Cómo organizarlo: Roma desde los Castelli Romani
La pregunta práctica es evidente: si te alojas fuera, ¿puedes seguir viendo Roma? La respuesta es sí, y más cómodo que desde dentro. Tomando un tren de 30 minutos desde Roma, llegas a Frascati, una de las ciudades en las colinas conocidas colectivamente como los Castelli Romani. Viajar de Roma a Frascati en tren es rápido y cómodo, en solo 30 minutos. Sales del agriturismo cuando quieras, llegas al centro histórico romano antes de que el calor apriete, y vuelves a las colinas a la hora de la siesta. Mientras los demás turistas maldicen el asfalto ardiente a las dos del mediodía, tú estás en la piscina con una copa de vino blanco.

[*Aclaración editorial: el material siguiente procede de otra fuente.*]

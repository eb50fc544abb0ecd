pub mod cloud_mail;
pub mod mail_client;

pub use cloud_mail::CloudMailClient;
pub use mail_client::{DEFAULT_MAILBOX, MailClient};
use crate::store::AccountId;
use axum::{Json, http::StatusCode, response::IntoResponse};
use serde::Serialize;
use std::path::PathBuf;
use thiserror::Error as ThisError;

#[derive(Debug, ThisError)]
pub enum MailpoolError {
    #[error("no email accounts available")]
    NoneAvailable,

    #[error("{0} is not leased or its lease expired")]
    NotLeased(AccountId),

    #[error("no credentials found for {0}")]
    NoCredentials(AccountId),

    /// A record that should exist (leased or being retired) has no file on disk.
    #[error("credential record missing for {0}")]
    MissingRecord(AccountId),

    #[error("malformed credential record for {identifier}: {reason}")]
    MalformedRecord {
        identifier: AccountId,
        reason: String,
    },

    #[error("store I/O error at {}: {source}", path.display())]
    Store {
        path: PathBuf,
        #[source]
        source: std::io::Error,
    },

    #[error("mail client error: {0}")]
    MailClient(#[from] MailClientError),

    #[error("invalid request: {0}")]
    InvalidRequest(String),
}

impl MailpoolError {
    pub fn store(path: impl Into<PathBuf>, source: std::io::Error) -> Self {
        Self::Store {
            path: path.into(),
            source,
        }
    }
}

/// Failures of the remote mail API collaborator.
#[derive(Debug, ThisError)]
pub enum MailClientError {
    #[error("HTTP request error: {0}")]
    Reqwest(#[from] reqwest::Error),

    #[error("URL parse error: {0}")]
    UrlParse(#[from] url::ParseError),

    #[error("remote mail API reported failure: {0}")]
    Api(String),

    #[error("undecodable mail API response: {0}")]
    Decode(String),
}

impl MailClientError {
    /// Transport failures and 5xx responses are worth another attempt.
    pub fn is_retryable(&self) -> bool {
        match self {
            MailClientError::Reqwest(e) => {
                e.is_timeout() || e.is_connect() || e.status().is_some_and(|s| s.is_server_error())
            }
            _ => false,
        }
    }
}

impl IntoResponse for MailpoolError {
    fn into_response(self) -> axum::response::Response {
        let (status, code, message) = match &self {
            MailpoolError::NoneAvailable => (
                StatusCode::CONFLICT,
                "NO_ACCOUNT_AVAILABLE",
                "No available email accounts at the moment.".to_string(),
            ),
            MailpoolError::NotLeased(_) => (
                StatusCode::NOT_FOUND,
                "NOT_LEASED",
                "Email not found or lease expired.".to_string(),
            ),
            MailpoolError::NoCredentials(id) => (
                StatusCode::NOT_FOUND,
                "NO_CREDENTIALS",
                format!("Email credentials not found: {id}"),
            ),
            MailpoolError::MissingRecord(_) | MailpoolError::Store { .. } => (
                StatusCode::INTERNAL_SERVER_ERROR,
                "STORE_ERROR",
                "Credential store error.".to_string(),
            ),
            MailpoolError::MalformedRecord { .. } => (
                StatusCode::INTERNAL_SERVER_ERROR,
                "CREDENTIAL_INVALID",
                "Invalid credential record.".to_string(),
            ),
            MailpoolError::MailClient(e) => (
                StatusCode::INTERNAL_SERVER_ERROR,
                "MAIL_CLIENT_ERROR",
                e.to_string(),
            ),
            MailpoolError::InvalidRequest(reason) => {
                (StatusCode::BAD_REQUEST, "INVALID_REQUEST", reason.clone())
            }
        };
        let body = ApiErrorBody {
            code: code.to_string(),
            message,
        };
        (status, Json(ApiErrorResponse { error: body })).into_response()
    }
}

/// Standardized API error response body
#[derive(Serialize)]
pub struct ApiErrorBody {
    pub code: String,
    pub message: String,
}

#[derive(Serialize)]
pub struct ApiErrorResponse {
    pub error: ApiErrorBody,
}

Lo mejor de este planteamiento es que también funciona a la inversa: puedes pasar varios días explorando los propios pueblos de los Castelli Romani sin pisar Roma. Puedes recorrer los Castelli Romani en una excursión de medio día con guía, visitando Castel Gandolfo junto al lago Albano, Rocca di Papa, Grottaferrata y Frascati.
Hay algo que los datos de viaje no capturan del todo: la sensación de llegar a Roma por la mañana temprana desde un pueblo tranquilo, con el espíritu descansado y sin el agotamiento que genera estar en medio del caos turístico 24 horas al día. Los locales reducen el ritmo por la tarde: sígueles el ejemplo y evita salir durante las horas más calientes. Eso, que en el centro de Roma es casi imposible de cumplir (siempre hay otra cosa que ver, otra cola en la que no quedarse), desde un agriturismo en las colinas se cumple solo.
Quizás la pregunta más interesante que surge de todo esto no sea si merece la pena alojarse fuera de Roma en agosto, sino cuántos otros destinos europeos estamos disfrutando de la peor manera posible simplemente porque esa es la forma en que los turistas lo hacen, no la forma en que vive la gente de allí.